Das heißt Solidarität untereinander, kein Vertrauen in die Politik setzen am besten und auch nicht in den Vorstand und einfach sich sozusagen den Wert der eigenen Arbeit und der Macht bewusst machen und dafür konsequent auf die Straße gehen und eigentlich auch nichts unter dem TVÖD akzeptieren. Das ist unser Ziel und wie gesagt, das Einzige, was wir wirklich in den Verhandlungen grundsätzlich immer haben, ist ja das Schwert des Streiks. Das Streikrecht ist ja ein Grundrecht in Deutschland und das sollte auch jeder Beschäftigte wahrnehmen.

„Die Beschäftigten wollen einfach nicht mehr länger die Sparschweine dieses Senates sein“

Wir haben die Mitgliederzahlen locker verdoppelt, wir haben 50 % der Belegschaft in einer Gewerkschaft organisiert, sind demzufolge auch mehr oder weniger durchsetzungsstark und die Beschäftigten wollen einfach nicht mehr länger die Sparschweine dieses Senates sein.

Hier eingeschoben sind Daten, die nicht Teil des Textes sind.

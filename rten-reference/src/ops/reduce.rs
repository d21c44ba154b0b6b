use rten_shape_lib::OpError;
use rten_tensor::prelude::*;
use rten_tensor::Tensor;
use smallvec::SmallVec;

use super::{
    float_arg, int_arg, many, one, opt_float_arg, ravel, resolve_axes, resolve_axis, unravel,
    Args, OpResult, OpTable,
};

/// Reduce `input` over `axes`, applying `f` to the elements of each group of
/// reduced elements.
///
/// Groups are visited in the order of the output, and elements within each
/// group are in the order they appear in `input`. Axes which are out of range
/// for a scalar input are ignored.
pub fn reduce<T: Copy, U>(
    input: &Tensor<T>,
    axes: &[usize],
    keep_dims: bool,
    f: impl Fn(&[T]) -> U,
) -> Tensor<U> {
    let shape = input.shape();
    let is_reduced = |dim: usize| axes.contains(&dim);
    let kept_shape: Vec<usize> = shape
        .iter()
        .enumerate()
        .map(|(dim, &size)| if is_reduced(dim) { 1 } else { size })
        .collect();

    let out_len: usize = kept_shape.iter().product();
    let mut groups: Vec<Vec<T>> = (0..out_len).map(|_| Vec::new()).collect();
    for (offset, &x) in input.iter().enumerate() {
        let mut index = unravel(offset, shape);
        for (dim, i) in index.iter_mut().enumerate() {
            if is_reduced(dim) {
                *i = 0;
            }
        }
        groups[ravel(&index, &kept_shape)].push(x);
    }
    let data: Vec<U> = groups.iter().map(|group| f(group)).collect();

    let out_shape: Vec<usize> = if keep_dims {
        kept_shape
    } else {
        shape
            .iter()
            .enumerate()
            .filter(|(dim, _)| !is_reduced(*dim))
            .map(|(_, &size)| size)
            .collect()
    };
    Tensor::from_data(&out_shape, data)
}

/// Resolve the dims of a reduction over a list of dims. An empty list
/// reduces over all dims.
fn reduction_axes(ndim: usize, dims: &[i64]) -> Result<SmallVec<[usize; 4]>, OpError> {
    if dims.is_empty() {
        return Ok((0..ndim).collect());
    }
    if ndim == 0 {
        for &dim in dims {
            resolve_axis(ndim, dim)?;
        }
        return Ok(SmallVec::new());
    }
    resolve_axes(ndim, dims)
}

fn all_axes<T>(input: &Tensor<T>) -> SmallVec<[usize; 4]> {
    (0..input.ndim()).collect()
}

fn sum(xs: &[f32]) -> f32 {
    xs.iter().sum()
}

fn mean(xs: &[f32]) -> f32 {
    sum(xs) / xs.len() as f32
}

fn variance(xs: &[f32], unbiased: bool) -> f32 {
    let mean = mean(xs);
    let sum_sq: f32 = xs.iter().map(|x| (x - mean) * (x - mean)).sum();
    let n = xs.len() as f32 - if unbiased { 1. } else { 0. };
    sum_sq / n
}

/// Return the position of the first maximum in `xs`.
fn argmax_slice(xs: &[f32]) -> i32 {
    let mut max_pos = 0;
    for (pos, &x) in xs.iter().enumerate() {
        if x > xs[max_pos] || x.is_nan() {
            max_pos = pos;
            if x.is_nan() {
                break;
            }
        }
    }
    max_pos as i32
}

fn max_slice(xs: &[f32]) -> f32 {
    xs.iter().copied().fold(f32::NEG_INFINITY, f32::max)
}

/// Fail if a reduction without an identity value would reduce over an
/// empty dimension.
fn check_nonempty_dim(shape: &[usize], axis: usize) -> Result<(), OpError> {
    if shape.get(axis) == Some(&0) {
        return Err(OpError::InvalidValue(
            "Cannot reduce over empty dimension without an identity",
        ));
    }
    Ok(())
}

fn full_reduce(args: &Args, f: fn(&[f32]) -> f32) -> OpResult {
    let input = float_arg(args, "self")?;
    one(reduce(&input, &all_axes(&input), false, f))
}

fn logical_full_reduce(args: &Args, f: fn(&[f32]) -> bool) -> OpResult {
    let input = float_arg(args, "self")?;
    one(reduce(&input, &all_axes(&input), false, |xs| f(xs) as i32))
}

fn max(args: &Args) -> OpResult {
    let input = float_arg(args, "self")?;
    if input.is_empty() {
        return Err(OpError::InvalidValue(
            "Cannot reduce over empty tensor without an identity",
        ));
    }
    one(reduce(&input, &all_axes(&input), false, max_slice))
}

fn var_op(args: &Args, sqrt: bool) -> OpResult {
    let unbiased = args.bool("unbiased")?;
    let input = float_arg(args, "self")?;
    one(reduce(&input, &all_axes(&input), false, |xs| {
        let var = variance(xs, unbiased);
        if sqrt {
            var.sqrt()
        } else {
            var
        }
    }))
}

fn argmax(args: &Args) -> OpResult {
    let input = float_arg(args, "self")?;
    let keep_dims = args.bool("keepdim")?;
    match args.opt_int("dim")? {
        Some(dim) => {
            let axis = resolve_axis(input.ndim(), dim)?;
            check_nonempty_dim(input.shape(), axis)?;
            one(reduce(&input, &[axis], keep_dims, argmax_slice))
        }
        None => {
            if input.is_empty() {
                return Err(OpError::InvalidValue(
                    "Cannot compute argmax of empty tensor",
                ));
            }
            one(reduce(&input, &all_axes(&input), keep_dims, argmax_slice))
        }
    }
}

fn any_dim(args: &Args) -> OpResult {
    let input = float_arg(args, "self")?;
    let axis = resolve_axis(input.ndim(), args.int("dim")?)?;
    one(reduce(&input, &[axis], args.bool("keepdim")?, |xs| {
        xs.iter().any(|&x| x != 0.) as i32
    }))
}

fn max_dim(args: &Args) -> OpResult {
    let input = float_arg(args, "self")?;
    let axis = resolve_axis(input.ndim(), args.int("dim")?)?;
    check_nonempty_dim(input.shape(), axis)?;
    let keep_dims = args.bool("keepdim")?;
    let values = reduce(&input, &[axis], keep_dims, max_slice);
    let indices = reduce(&input, &[axis], keep_dims, argmax_slice);
    many([values.into(), indices.into()])
}

fn reduce_dims(args: &Args, f: fn(&[f32]) -> f32) -> OpResult {
    let input = float_arg(args, "self")?;
    let axes = reduction_axes(input.ndim(), &args.ints("dim")?)?;
    one(reduce(&input, &axes, args.bool("keepdim")?, f))
}

fn vector_norm(args: &Args) -> OpResult {
    let input = float_arg(args, "self")?;
    let ord = args.float("ord")? as f32;
    let dims = args.opt_ints("dim")?.unwrap_or_default();
    let axes = reduction_axes(input.ndim(), &dims)?;
    one(reduce(&input, &axes, args.bool("keepdim")?, |xs| {
        if ord == f32::INFINITY {
            xs.iter().fold(0., |max: f32, x| max.max(x.abs()))
        } else if ord == 0. {
            xs.iter().filter(|&&x| x != 0.).count() as f32
        } else {
            xs.iter().map(|x| x.abs().powf(ord)).sum::<f32>().powf(1. / ord)
        }
    }))
}

fn bincount(args: &Args) -> OpResult {
    let input = int_arg(args, "self")?;
    if input.ndim() != 1 {
        return Err(OpError::InvalidValue("bincount only supports 1D inputs"));
    }
    let minlength = args.int("minlength")?;
    if minlength < 0 {
        return Err(OpError::InvalidValue("minlength must be non-negative"));
    }
    let weights = opt_float_arg(args, "weights")?;
    if let Some(weights) = &weights {
        if weights.shape() != input.shape() {
            return Err(OpError::IncompatibleInputShapes(
                "weights must have the same shape as input",
            ));
        }
    }
    if input.iter().any(|&x| x < 0) {
        return Err(OpError::InvalidValue("bincount input must be non-negative"));
    }

    let max_value = input.iter().copied().max().map(|x| x as usize + 1).unwrap_or(0);
    let len = max_value.max(minlength as usize);
    let mut counts = vec![0f32; len];
    let weights = weights.map(|w| w.to_vec());
    for (i, &x) in input.iter().enumerate() {
        counts[x as usize] += weights.as_ref().map(|w| w[i]).unwrap_or(1.);
    }
    one(Tensor::from_data(&[len], counts))
}

pub(crate) fn register(table: &mut OpTable) {
    table.add("aten::any", |args: &Args| {
        logical_full_reduce(args, |xs| xs.iter().any(|&x| x != 0.))
    });
    table.add("aten::all", |args: &Args| {
        logical_full_reduce(args, |xs| xs.iter().all(|&x| x != 0.))
    });
    table.add("aten::max", max);
    table.add("aten::sum", |args: &Args| full_reduce(args, sum));
    table.add("aten::mean", |args: &Args| full_reduce(args, mean));
    table.add("aten::var", |args: &Args| var_op(args, false));
    table.add("aten::std", |args: &Args| var_op(args, true));
    table.add("aten::argmax", argmax);
    table.add("aten::any.dim", any_dim);
    table.add("aten::max.dim", max_dim);
    table.add("aten::mean.dim", |args: &Args| reduce_dims(args, mean));
    table.add("aten::sum.dim_IntList", |args: &Args| reduce_dims(args, sum));
    table.add("aten::linalg_vector_norm", vector_norm);
    table.add("aten::bincount", bincount);
}

#[cfg(test)]
mod tests {
    use rten_tensor::prelude::*;
    use rten_tensor::Tensor;
    use rten_testing::TestCases;

    use super::{argmax_slice, reduce, reduction_axes};

    #[test]
    fn test_reduce() {
        #[derive(Debug)]
        struct Case {
            axes: Vec<usize>,
            keep_dims: bool,
            expected_shape: Vec<usize>,
            expected: Vec<f32>,
        }

        let cases = [
            Case {
                axes: vec![0],
                keep_dims: false,
                expected_shape: vec![3],
                expected: vec![5., 7., 9.],
            },
            Case {
                axes: vec![1],
                keep_dims: true,
                expected_shape: vec![2, 1],
                expected: vec![6., 15.],
            },
            Case {
                axes: vec![0, 1],
                keep_dims: false,
                expected_shape: vec![],
                expected: vec![21.],
            },
        ];

        let input = Tensor::from_data(&[2, 3], vec![1., 2., 3., 4., 5., 6.]);
        cases.test_each(|case| {
            let output = reduce(&input, &case.axes, case.keep_dims, |xs| xs.iter().sum::<f32>());
            assert_eq!(output.shape(), case.expected_shape.as_slice());
            assert_eq!(output.to_vec(), case.expected);
        });
    }

    #[test]
    fn test_reduce_empty() {
        let input = Tensor::<f32>::zeros(&[0, 3]);
        let counts = reduce(&input, &[0], false, |xs| xs.len());
        assert_eq!(counts.to_vec(), vec![0, 0, 0]);

        let scalar = Tensor::from_scalar(2.);
        let output = reduce(&scalar, &[], false, |xs: &[f32]| xs[0]);
        assert_eq!(output.shape(), &[] as &[usize]);
        assert_eq!(output.to_vec(), vec![2.]);
    }

    #[test]
    fn test_reduction_axes() {
        assert_eq!(reduction_axes(3, &[]).unwrap().as_slice(), &[0, 1, 2]);
        assert_eq!(reduction_axes(3, &[-1, 0]).unwrap().as_slice(), &[2, 0]);
        assert!(reduction_axes(2, &[1, -1]).is_err());
        assert!(reduction_axes(0, &[0]).unwrap().is_empty());
    }

    #[test]
    fn test_argmax_slice() {
        assert_eq!(argmax_slice(&[1., 3., 2., 3.]), 1);
        assert_eq!(argmax_slice(&[1., f32::NAN, 5.]), 1);
    }
}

Der Senat sollte eigentlich seinen Investitionsverpflichtungen nachkommen, was er jahrelang vernachlässigt hat. Ansonsten ist irgendwann die Gesundheitsversorgung dieser Stadt gefährdet!

Wenn man sich überlegt, dass man grundsätzlich so ein Geschäftskonstrukt zulässt, dass Unternehmen oder große Landesunternehmen, Tochterunternehmen gründen können, die aber praktisch von der Umsatzsteuer befreit sind.

„Wir wollen eigentlich nur noch Taten sehen.“

Das ist ja ein Steuertrick und da müsste auch definitiv ein Riegel vorgeschoben werden, weil sowas öffnet ja Tür und Tor. Das ist ja quasi ein Grundproblem des Kapitalismus. Da geht es am Ende natürlich schon auch um Profite beziehungsweise darum, für Soziales und die Menschen an sich, die Kosten so weit wie möglich zu drücken. Und die Versprechen der Politik – da geben wir kein Wort mehr drauf. Wir wollen nur noch Taten sehen.